C’è una scarsa consapevolezza non solo nella classe politica, ma anche nei cittadini, di quanto le reti di solidarietà siano fondamentali nella qualità della vita. Curarsi negli ospedali, l’educazione dei bambini, il tempo libero, lo sport, buona parte delle cose che facciamo tutti i giorni sono realizzate con l’apporto del Terzo settore. Abbiamo assistito alla strumentalizzazione di rare esperienze non di qualità per screditare il settore e portare a una diffidenza diffusa. Con la riforma il Terzo settore si è preso degli impegni sulla qualità con il bilancio sociale, il patto sociale, le rendicontazioni economiche, una politica trasparente delle remunerazioni con vincoli precisi. Ha già tracciato in modo positivo e senza resistenze, di rendere più leggibili i propri comportamenti rispetto alla propria missione.

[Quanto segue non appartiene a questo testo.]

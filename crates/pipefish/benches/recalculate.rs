use criterion::{Criterion, criterion_group, criterion_main};
use std::hint::black_box;

use pipefish::{Block, BlockRegistry, Endpoint, Grid, Link, LinkRegistry, recalculate_all_routes};

struct Scene {
    grid: Grid,
    blocks: BlockRegistry,
    links: LinkRegistry,
}

/// A dense editor scene: blocks in every corner of the board plus a wide one,
/// with links fanning in all directions and converging on shared columns.
fn dense_scene() -> Scene {
    let grid = Grid::default();
    let mut blocks = BlockRegistry::new();
    let ids = [
        blocks.add(Block::new(0, 0, 1, "in-a")).unwrap(),
        blocks.add(Block::new(2, 0, 1, "in-b")).unwrap(),
        blocks.add(Block::new(1, 1, 2, "filter")).unwrap(),
        blocks.add(Block::new(0, 2, 1, "scale")).unwrap(),
        blocks.add(Block::new(3, 2, 1, "invert")).unwrap(),
        blocks.add(Block::new(1, 3, 1, "out-a")).unwrap(),
        blocks.add(Block::new(3, 3, 1, "out-b")).unwrap(),
    ];

    let mut links = LinkRegistry::new();
    let endpoints = [
        (ids[0], 0, ids[2], 0),
        (ids[1], 0, ids[2], 1),
        (ids[2], 0, ids[3], 0),
        (ids[2], 1, ids[4], 0),
        (ids[3], 0, ids[5], 0),
        (ids[4], 0, ids[6], 0),
        (ids[0], 0, ids[3], 0),
        (ids[1], 0, ids[4], 0),
        (ids[5], 0, ids[0], 0),
        (ids[6], 0, ids[1], 0),
    ];
    for (source, source_item, dest, dest_item) in endpoints {
        links
            .add(Link::new(
                Endpoint::new(source, source_item),
                Endpoint::new(dest, dest_item),
            ))
            .unwrap();
    }

    Scene {
        grid,
        blocks,
        links,
    }
}

fn bench_recalculate(c: &mut Criterion) {
    let scene = dense_scene();
    c.bench_function("recalculate_all_routes/dense", |b| {
        b.iter(|| {
            recalculate_all_routes(
                black_box(&scene.grid),
                black_box(&scene.blocks),
                black_box(&scene.links),
            )
            .unwrap()
        })
    });
}

criterion_group!(benches, bench_recalculate);
criterion_main!(benches);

La sussidiarietà, prevista dall’art. 118 della Costituzione, ha un valore in sé?

Al netto di tutte le cose buone che questi soggetti fanno, c’è il come lo fanno. Mobilitando relazioni nella comunità, promuovendo uno scambio relazionale, si creano relazioni umane di fiducia che aiutano a vivere bene. Non si vive bene solo perché mi posso curare bene con efficacia, ma si vive bene perché vivo in un tessuto sociale di prossimità. Ricucire la comunità non è fare delle buone cose, è fare delle buone cose dicendo: «Vieni a farle con me, aiutami a risolvere questo problema perché insieme lo facciamo meglio». Lo abbiamo nella Costituzione perché questa è la storia del Paese. Prima i cittadini decidono di farsi carico di un problema che dopo diventa un piano pubblico di servizio. Quando ragioniamo di sussidiarietà, dobbiamo immaginare una circolazione che passa da una mano all’altra, dall’associazionismo allo Stato. In questo dialogo tutto migliora. Il Terzo settore non è nato perché bisognava esternalizzare, spendere poco o risolvere un problema, non sono nate così le opere pie, le associazioni, le cooperative sociali, il volontariato. La nostra è una storia fantastica che ci dice che io posso fare delle cose e con altri le posso fare meglio.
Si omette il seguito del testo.